━━━━━ Data extract

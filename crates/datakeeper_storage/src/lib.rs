//! # Datakeeper Storage
//!
//! Durable keyed stores for Datakeeper vault records and file blobs.
//!
//! Stores are **opaque ciphertext stores**: they never see plaintext and
//! never hold keys. They only enforce ownership scoping, i.e. every read,
//! update and delete is filtered by the owner that created the item.
//!
//! ## Namespaces
//!
//! - [`RecordStore`] holds [`VaultRecord`]s (owner, id, content type,
//!   ciphertext)
//! - [`BlobStore`] holds [`FileBlob`]s, the raw encrypted bytes of uploaded
//!   files, keyed by the id of their metadata record
//!
//! The two namespaces are paired by convention only. Nothing in this crate
//! keeps them consistent.
//!
//! ## Available Stores
//!
//! - [`InMemoryStore`] - For testing and ephemeral vaults
//! - [`FileStore`] - One JSON document per item inside a vault directory
//!
//! ## Example
//!
//! ```rust
//! use datakeeper_storage::{ContentType, InMemoryStore, RecordId, RecordStore, VaultRecord};
//!
//! let store = InMemoryStore::new();
//! let record = VaultRecord::new(RecordId::new(), "bob", ContentType::Credential, vec![1, 2, 3]);
//! store.insert(&record).unwrap();
//!
//! let found = store.get_by_id("bob", record.id, ContentType::Credential).unwrap();
//! assert_eq!(found.cipher_text, vec![1, 2, 3]);
//! assert!(store.get_by_id("alice", record.id, ContentType::Credential).is_err());
//! ```

#![deny(unsafe_code)]
#![warn(missing_docs)]

mod backend;
mod error;
mod file;
mod memory;
mod record;

pub use backend::{BlobStore, RecordStore};
pub use error::{Namespace, StorageError, StorageResult};
pub use file::FileStore;
pub use memory::InMemoryStore;
pub use record::{ContentType, FileBlob, ParseContentTypeError, RecordId, VaultRecord};
//! Payment card secrets.

use super::{Secret, SecretStore};
use crate::merge::CardPatch;
use crate::payload::CardSecret;

impl Secret for CardSecret {
    type Patch = CardPatch;
}

/// Card usecase, stored under `CARD`.
pub type CardService = SecretStore<CardSecret>;

#[cfg(test)]
mod tests {
    use super::super::testing::*;
    use super::super::{CredentialService, UpdateRequest};
    use super::*;
    use crate::error::VaultError;
    use crate::payload::CredentialSecret;
    use std::sync::Arc;
    use std::thread;

    fn visa() -> CardSecret {
        CardSecret {
            key: "visa".into(),
            number: "4111111111111111".into(),
            cvv: "123".into(),
            name: "BOB".into(),
            expires: "12/30".into(),
        }
    }

    #[test]
    fn create_then_list() {
        let (deps, _) = deps();
        let service = CardService::new(deps);
        let id = service.create(&bob(), visa()).unwrap();

        let items = service.list(&bob()).unwrap();
        assert_eq!(items.len(), 1);
        assert_eq!(items[0].id, id);
        assert_eq!(items[0].secret, visa());
    }

    #[test]
    fn updating_name_keeps_other_fields() {
        let (deps, _) = deps();
        let service = CardService::new(deps);
        let id = service.create(&bob(), visa()).unwrap();

        let patch = CardPatch {
            name: Some("ROBERT".into()),
            ..Default::default()
        };
        service.update(&bob(), UpdateRequest::new(id, patch)).unwrap();

        let card = &service.list(&bob()).unwrap()[0].secret;
        assert_eq!(card.name, "ROBERT");
        assert_eq!(card.number, "4111111111111111");
        assert_eq!(card.cvv, "123");
        assert_eq!(card.expires, "12/30");
    }

    #[test]
    fn cards_and_credentials_do_not_mix() {
        let (deps, _) = deps();
        let cards = CardService::new(deps.clone());
        let credentials = CredentialService::new(deps);

        let card = cards.create(&bob(), visa()).unwrap();
        credentials
            .create(&bob(), CredentialSecret::default())
            .unwrap();

        assert_eq!(cards.list(&bob()).unwrap().len(), 1);
        assert_eq!(credentials.list(&bob()).unwrap().len(), 1);
        assert!(matches!(
            credentials.update(&bob(), UpdateRequest::new(card, Default::default())),
            Err(VaultError::NotFound { .. })
        ));
    }

    #[test]
    fn concurrent_updates_last_write_wins() {
        let (deps, _) = deps();
        let service = Arc::new(CardService::new(deps));
        let id = service.create(&bob(), visa()).unwrap();

        let handles: Vec<_> = ["1111", "2222"]
            .into_iter()
            .map(|cvv| {
                let service = Arc::clone(&service);
                thread::spawn(move || {
                    let patch = CardPatch {
                        cvv: Some(cvv.into()),
                        ..Default::default()
                    };
                    service.update(&bob(), UpdateRequest::new(id, patch)).unwrap();
                })
            })
            .collect();
        for handle in handles {
            handle.join().unwrap();
        }

        let card = &service.list(&bob()).unwrap()[0].secret;
        assert!(card.cvv == "1111" || card.cvv == "2222");
        assert_eq!(card.number, "4111111111111111");
    }
}
//! Datakeeper CLI
//!
//! Command-line access to a local Datakeeper vault directory.
//!
//! # Commands
//!
//! - `keygen` - Generate a printable key
//! - `credential` - Add, update, remove and list login / password pairs
//! - `card` - Add, update, remove and list payment cards
//! - `file` - Upload, download, remove and list files
//!
//! All output is JSON on stdout. Logs go to stderr.

mod commands;

use clap::{Parser, Subcommand};
use commands::card::CardAction;
use commands::credential::CredentialAction;
use commands::file::FileAction;
use commands::LocalVault;
use std::path::PathBuf;
use tracing_subscriber::EnvFilter;

/// Datakeeper command-line vault.
#[derive(Parser)]
#[command(name = "datakeeper")]
#[command(author, version, about, long_about = None)]
struct Cli {
    /// Path to the vault directory
    #[arg(global = true, short, long, env = "DATAKEEPER_PATH", default_value = ".datakeeper")]
    path: PathBuf,

    /// Owner identity
    #[arg(global = true, short, long, env = "DATAKEEPER_OWNER")]
    owner: Option<String>,

    /// Owner key (16, 24 or 32 characters)
    #[arg(global = true, short, long, env = "DATAKEEPER_KEY", hide_env_values = true)]
    key: Option<String>,

    /// Enable verbose output
    #[arg(global = true, short, long)]
    verbose: bool,

    #[command(subcommand)]
    command: Commands,
}

#[derive(Subcommand)]
enum Commands {
    /// Generate a printable key
    Keygen {
        /// Key length (16, 24 or 32)
        #[arg(short, long, default_value = "32")]
        length: usize,
    },

    /// Manage login / password pairs
    Credential {
        #[command(subcommand)]
        action: CredentialAction,
    },

    /// Manage payment cards
    Card {
        #[command(subcommand)]
        action: CardAction,
    },

    /// Manage files
    File {
        #[command(subcommand)]
        action: FileAction,
    },

    /// Show version information
    Version,
}

fn main() -> Result<(), Box<dyn std::error::Error>> {
    let cli = Cli::parse();

    // Initialize logging
    let default = if cli.verbose { "debug" } else { "info" };
    let filter = EnvFilter::try_from_default_env().unwrap_or_else(|_| EnvFilter::new(default));
    tracing_subscriber::fmt()
        .with_env_filter(filter)
        .with_writer(std::io::stderr)
        .init();

    let open = || LocalVault::open(&cli.path, cli.owner.as_deref(), cli.key.as_deref());

    let output = match cli.command {
        Commands::Keygen { length } => commands::keygen::run(length)?,
        Commands::Credential { action } => commands::credential::run(&open()?, action)?,
        Commands::Card { action } => commands::card::run(&open()?, action)?,
        Commands::File { action } => commands::file::run(&open()?, action)?,
        Commands::Version => {
            println!("Datakeeper CLI v{}", env!("CARGO_PKG_VERSION"));
            return Ok(());
        }
    };

    println!("{}", serde_json::to_string_pretty(&output)?);
    Ok(())
}
//! Main vault server.

use crate::auth::{AuthConfig, TokenValidator};
use crate::config::ServerConfig;
use crate::error::ServerResult;
use crate::handler::{HandlerContext, RequestHandler, VaultRequest, VaultResponse};
use crate::identity::LocalIdentityProvider;
use datakeeper_core::{ContextOwnerResolver, IdentityProvider, Vault};
use datakeeper_storage::{BlobStore, InMemoryStore, RecordStore};
use std::sync::Arc;

/// The vault server.
///
/// Binds a [`Vault`] to token authentication and an identity provider.
/// Transports call [`handle`](Self::handle) or
/// [`handle_json`](Self::handle_json) with the bearer token of the
/// request, if any.
///
/// # Example
///
/// ```
/// use datakeeper_server::{ServerConfig, VaultServer};
///
/// let server = VaultServer::in_memory(ServerConfig::new(b"secret".to_vec())).unwrap();
///
/// let response = server.handle_json(
///     None,
///     r#"{"op":"sign_up","body":{"email":"bob@example.com","password":"hunter2"}}"#,
/// );
/// assert!(response.contains("signed_up"));
/// ```
pub struct VaultServer {
    handler: RequestHandler,
    context: Arc<HandlerContext>,
}

impl VaultServer {
    /// Creates a server over `store` with the local identity provider.
    pub fn new<S>(config: ServerConfig, store: Arc<S>) -> ServerResult<Self>
    where
        S: RecordStore + BlobStore + 'static,
    {
        let tokens = Arc::new(Self::validator(&config));
        let provider = Arc::new(LocalIdentityProvider::new(Arc::clone(&tokens)));
        Self::with_provider(config, store, tokens, provider)
    }

    /// Creates a server with a caller-supplied identity provider. Tokens
    /// the provider issues must validate with `tokens`.
    pub fn with_provider<S>(
        config: ServerConfig,
        store: Arc<S>,
        tokens: Arc<TokenValidator>,
        provider: Arc<dyn IdentityProvider>,
    ) -> ServerResult<Self>
    where
        S: RecordStore + BlobStore + 'static,
    {
        let vault = Vault::new(config.vault.clone(), store, Arc::new(ContextOwnerResolver))?;
        let accounts = vault.accounts(provider);
        let context = Arc::new(HandlerContext {
            config,
            vault,
            tokens,
            accounts,
        });
        let handler = RequestHandler::new(Arc::clone(&context));

        Ok(Self { handler, context })
    }

    /// Creates a server over an ephemeral in-memory store.
    pub fn in_memory(config: ServerConfig) -> ServerResult<Self> {
        Self::new(config, Arc::new(InMemoryStore::new()))
    }

    /// Builds the token validator described by `config`.
    pub fn validator(config: &ServerConfig) -> TokenValidator {
        TokenValidator::new(
            AuthConfig::new(config.token_secret.clone()).with_expiry(config.token_expiry),
        )
    }

    /// Handles a request.
    pub fn handle(&self, token: Option<&str>, request: VaultRequest) -> ServerResult<VaultResponse> {
        self.handler.handle(token, request)
    }

    /// Handles a JSON encoded request.
    pub fn handle_json(&self, token: Option<&str>, body: &str) -> String {
        self.handler.handle_json(token, body)
    }

    /// Returns the vault behind the server.
    pub fn vault(&self) -> &Vault {
        &self.context.vault
    }

    /// Returns the token validator.
    pub fn tokens(&self) -> &TokenValidator {
        &self.context.tokens
    }
}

━━━━━━━━━━

Task description:
Show every line of the data that includes the string "CredentialService".

Solved problem:
    use super::super::{CredentialService, UpdateRequest};
        let credentials = CredentialService::new(deps);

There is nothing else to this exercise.